All three men donned white hats as they expressed concern for America’s soul, naming their enemies and tying might, manhood, and morality into a single knot. Du Mez underlines this connection in more ways than one. Responding to conventional wisdom which claims 21st-century evangelicals sold their birthright for a bowl of Trumpian stew, she writes:
“Evangelicals hadn’t betrayed their values. Donald Trump was the culmination of their half-century-long pursuit of a militant Christian masculinity. He was the reincarnation of John Wayne, sitting tall in the saddle, a man who wasn’t afraid to resort to violence to bring order, who protected those deemed worthy of protection, who wouldn’t let political correctness get in the way of saying what had to be said or the norms of democratic society keep him from doing what needed to be done.”
If the point wasn’t clear enough, Du Mez includes a photograph worth at least another four or five hundred words: Trump kissing Wayne’s daughter at a 2016 campaign stop at the actor’s Iowa museum. A statue of the Duke stands behind them, an approving grin quite literally plastered across his face.
Du Mez diagnoses in order to heal, thoughtfully examining the wounds evangelicals inflict upon themselves when they line up behind domineering men. Men rob themselves of the chance to live authentic and free, swallowing the lie that only certain activities and cultural expressions are biblical and manly, casting everything else aside with pernicious judgement.
This sort of Christianity afflicts women in countless ways, too often laying the burden of maintaining their husbands’ manhood at their feet—then chiding them to keep up their femininity by having those feet manicured.
The church foregoes beholding the beauty of Christ when our faith leaves little room for softness or splendor. We sacrifice our prophetic witness in favor of a patriotic posture that rejects any and all critique.
And we all lose sight of the Beatitudes, Du Mez ultimately argues, when we surrender to an expression of faith that gives no quarter to meekness; that flexes its muscle, not its mercy; and covers itself in the cloak of persecution without understanding a thing about peacemaking.
Jesus and John Wayne is history as confession, history as lament, a type of history that hopes in a God who never puts us to shame, even as hope in America does. Du Mez leaves us with both good and bad news. The bad news first: “the story” we are living through “does not begin with Donald Trump. Nor will it end with him.” This means the work of uprooting, of putting on and putting off, will extend well beyond this November, no matter its results.
The good news echoes Chesterton’s assertion that the “Christian ideal has not been tried and found wanting.

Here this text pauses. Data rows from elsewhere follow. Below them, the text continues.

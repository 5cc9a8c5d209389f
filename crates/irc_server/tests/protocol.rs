//! End-to-end protocol scenarios driven over raw `TcpStream`s, the same way
//! `src/bin/irc_client_tests.rs` drives the server without a real client UI.

use std::sync::Arc;
use std::time::Duration;

use irc_proto::{CaseMapping, ChanModeSpec};
use irc_server::config::Config;
use irc_server::server::ServerLoop;
use irc_server::world::WorldModel;
use tokio::io::{AsyncBufReadExt, AsyncWriteExt, BufReader};
use tokio::net::{TcpListener, TcpStream};

async fn spawn_server() -> std::net::SocketAddr {
    let mut config = Config::default();
    config.ping_frequency_ms = 60_000;
    config.idle_timeout_ms = 120_000;
    let config = Arc::new(config);
    let world = Arc::new(WorldModel::new(
        config.server_name.clone(),
        config.casemapping,
        ChanModeSpec::parse("beI,k,l,imnpst"),
        config.max_nick_len,
        config.max_channel_name_len,
        config.max_topic_len,
        config.password.clone(),
        config.whowas_history_len,
    ));
    let listener = TcpListener::bind("127.0.0.1:0").await.unwrap();
    let addr = listener.local_addr().unwrap();
    let server = ServerLoop { world, config };
    tokio::spawn(async move {
        let _ = server.serve(listener).await;
    });
    addr
}

async fn connect(addr: std::net::SocketAddr) -> (BufReader<tokio::net::tcp::OwnedReadHalf>, tokio::net::tcp::OwnedWriteHalf) {
    let stream = TcpStream::connect(addr).await.unwrap();
    let (read, write) = stream.into_split();
    (BufReader::new(read), write)
}

async fn send_line(write: &mut tokio::net::tcp::OwnedWriteHalf, line: &str) {
    write.write_all(format!("{line}\r\n").as_bytes()).await.unwrap();
}

async fn read_line(read: &mut BufReader<tokio::net::tcp::OwnedReadHalf>) -> String {
    let mut line = String::new();
    tokio::time::timeout(Duration::from_secs(2), read.read_line(&mut line))
        .await
        .expect("timed out waiting for a line")
        .unwrap();
    line.trim_end_matches(['\r', '\n']).to_string()
}

async fn read_until_code(read: &mut BufReader<tokio::net::tcp::OwnedReadHalf>, code: &str) -> String {
    loop {
        let line = read_line(read).await;
        if line.split(' ').nth(1) == Some(code) {
            return line;
        }
    }
}

async fn register(addr: std::net::SocketAddr, nick: &str) -> (BufReader<tokio::net::tcp::OwnedReadHalf>, tokio::net::tcp::OwnedWriteHalf) {
    let (mut read, mut write) = connect(addr).await;
    send_line(&mut write, &format!("NICK {nick}")).await;
    send_line(&mut write, &format!("USER {nick} 0 * :{nick} Realname")).await;
    // Drain the whole welcome burst (001-004, ISUPPORT 005 lines, the
    // 375/372/376 MOTD block) so later reads see only post-registration
    // traffic, not leftover burst lines.
    read_until_code(&mut read, "376").await;
    (read, write)
}

#[tokio::test]
async fn registration_sends_welcome_burst() {
    let addr = spawn_server().await;
    let (mut read, mut write) = connect(addr).await;
    send_line(&mut write, "NICK alice").await;
    send_line(&mut write, "USER alice 0 * :Alice Example").await;

    let welcome = read_until_code(&mut read, "001").await;
    assert!(welcome.contains("alice"));
    for code in ["002", "003", "004"] {
        let line = read_line(&mut read).await;
        assert_eq!(line.split(' ').nth(1), Some(code));
    }
}

#[tokio::test]
async fn motd_is_rendered_as_375_372_376() {
    let addr = spawn_server().await;
    let (mut read, mut write) = connect(addr).await;
    send_line(&mut write, "NICK alice").await;
    send_line(&mut write, "USER alice 0 * :Alice Example").await;

    read_until_code(&mut read, "004").await;
    // Drain ISUPPORT 005 lines until the MOTD block starts.
    let start = read_until_code(&mut read, "375").await;
    assert!(start.contains("irc-muster"));
    let body = read_until_code(&mut read, "372").await;
    assert!(body.contains("Welcome to irc-muster"));
    let end = read_line(&mut read).await;
    assert!(end.contains(" 376 "));
}

#[tokio::test]
async fn join_creates_channel_with_initial_mode_and_names() {
    let addr = spawn_server().await;
    let (mut read, mut write) = register(addr, "alice").await;

    send_line(&mut write, "JOIN #room").await;
    let join_echo = read_line(&mut read).await;
    assert!(join_echo.contains("JOIN #room"));

    let mode_line = read_line(&mut read).await;
    assert!(mode_line.contains("MODE #room +nt"));

    let names_line = read_until_code(&mut read, "353").await;
    assert!(names_line.contains("@alice"));
    let end_names = read_line(&mut read).await;
    assert!(end_names.contains(" 366 "));
}

#[tokio::test]
async fn privmsg_fans_out_without_self_echo() {
    let addr = spawn_server().await;
    let (mut a_read, mut a_write) = register(addr, "alice").await;
    let (mut b_read, mut b_write) = register(addr, "bob").await;

    send_line(&mut a_write, "JOIN #room").await;
    read_line(&mut a_read).await; // own JOIN echo
    read_line(&mut a_read).await; // MODE +nt
    read_until_code(&mut a_read, "366").await;

    send_line(&mut b_write, "JOIN #room").await;
    // bob sees his own JOIN, then names
    read_line(&mut b_read).await;
    read_until_code(&mut b_read, "366").await;
    // alice sees bob's JOIN
    let alice_sees_join = read_line(&mut a_read).await;
    assert!(alice_sees_join.contains("bob") && alice_sees_join.contains("JOIN"));

    send_line(&mut a_write, "PRIVMSG #room :hello room").await;
    let bob_sees = read_line(&mut b_read).await;
    assert!(bob_sees.contains("PRIVMSG #room :hello room"));

    // alice must not see her own PRIVMSG echoed back: the very next line on
    // her socket must be the PONG answering her own PING, not a PRIVMSG.
    send_line(&mut a_write, "PING :probe").await;
    let next = read_line(&mut a_read).await;
    assert!(next.contains("PONG :probe"), "unexpected line: {next}");
}

#[tokio::test]
async fn casemapped_nickname_collision_is_rejected() {
    let addr = spawn_server().await;
    let (_r1, _w1) = register(addr, "Alice").await;

    // Default casemapping is rfc1459: plain ASCII case folding still applies,
    // so a same-letters/different-case nick collides with the registered one.
    let (mut read, mut write) = connect(addr).await;
    send_line(&mut write, "NICK ALICE").await;
    send_line(&mut write, "USER x 0 * :X").await;
    let line = read_until_code(&mut read, "433").await;
    assert!(line.contains("433"));
}

#[tokio::test]
async fn mode_list_query_returns_367_then_368() {
    let addr = spawn_server().await;
    let (mut read, mut write) = register(addr, "alice").await;
    send_line(&mut write, "JOIN #room").await;
    read_line(&mut read).await;
    read_line(&mut read).await;
    read_until_code(&mut read, "366").await;

    send_line(&mut write, "MODE #room +b baddie!*@*").await;
    read_line(&mut read).await; // MODE echo

    send_line(&mut write, "MODE #room +b").await;
    let ban_entry = read_until_code(&mut read, "367").await;
    assert!(ban_entry.contains("baddie"));
    let end = read_line(&mut read).await;
    assert!(end.contains(" 368 "));
}

#[tokio::test]
async fn registration_waits_for_cap_end() {
    let addr = spawn_server().await;
    let (mut read, mut write) = connect(addr).await;

    send_line(&mut write, "CAP LS 302").await;
    let cap_ls = read_line(&mut read).await;
    assert!(cap_ls.contains("CAP") && cap_ls.contains("LS"));

    send_line(&mut write, "NICK alice").await;
    send_line(&mut write, "USER alice 0 * :Alice Example").await;

    // NICK/USER have both arrived, but CAP negotiation is still open, so no
    // welcome burst should show up yet. Prove it by racing a short timeout
    // against 001 instead of blocking on read_until_code forever.
    let mut probe = String::new();
    let saw_welcome_early = tokio::time::timeout(Duration::from_millis(200), read.read_line(&mut probe)).await.is_ok();
    assert!(!saw_welcome_early, "registration completed before CAP END: {probe}");

    send_line(&mut write, "CAP END").await;
    let welcome = read_until_code(&mut read, "001").await;
    assert!(welcome.contains("alice"));
}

It has been found difficult, and left untried.” Early in the book, Du Mez calls our attention to the oft-obscured reality that white American evangelicalism is not “the only possible interpretation of the historic Christian faith; the history of American Christianity itself is filled with voices of resistance and signs of paths not taken.”
Reading between Du Mez’s lines means believing a more generous, balanced American Christianity is possible. A collective expression of faith that rejects patriarchy and shows of force has been left untried by too many white evangelicals. They have either been content to swim in this stream or felt afraid of what leaving the water might mean.
Let those who have eyes to see and ears to hear understand what Du Mez—and our moment—tells us. The church will tell and live a better story when we move strongmen out of the frame to focus on the man of sorrows.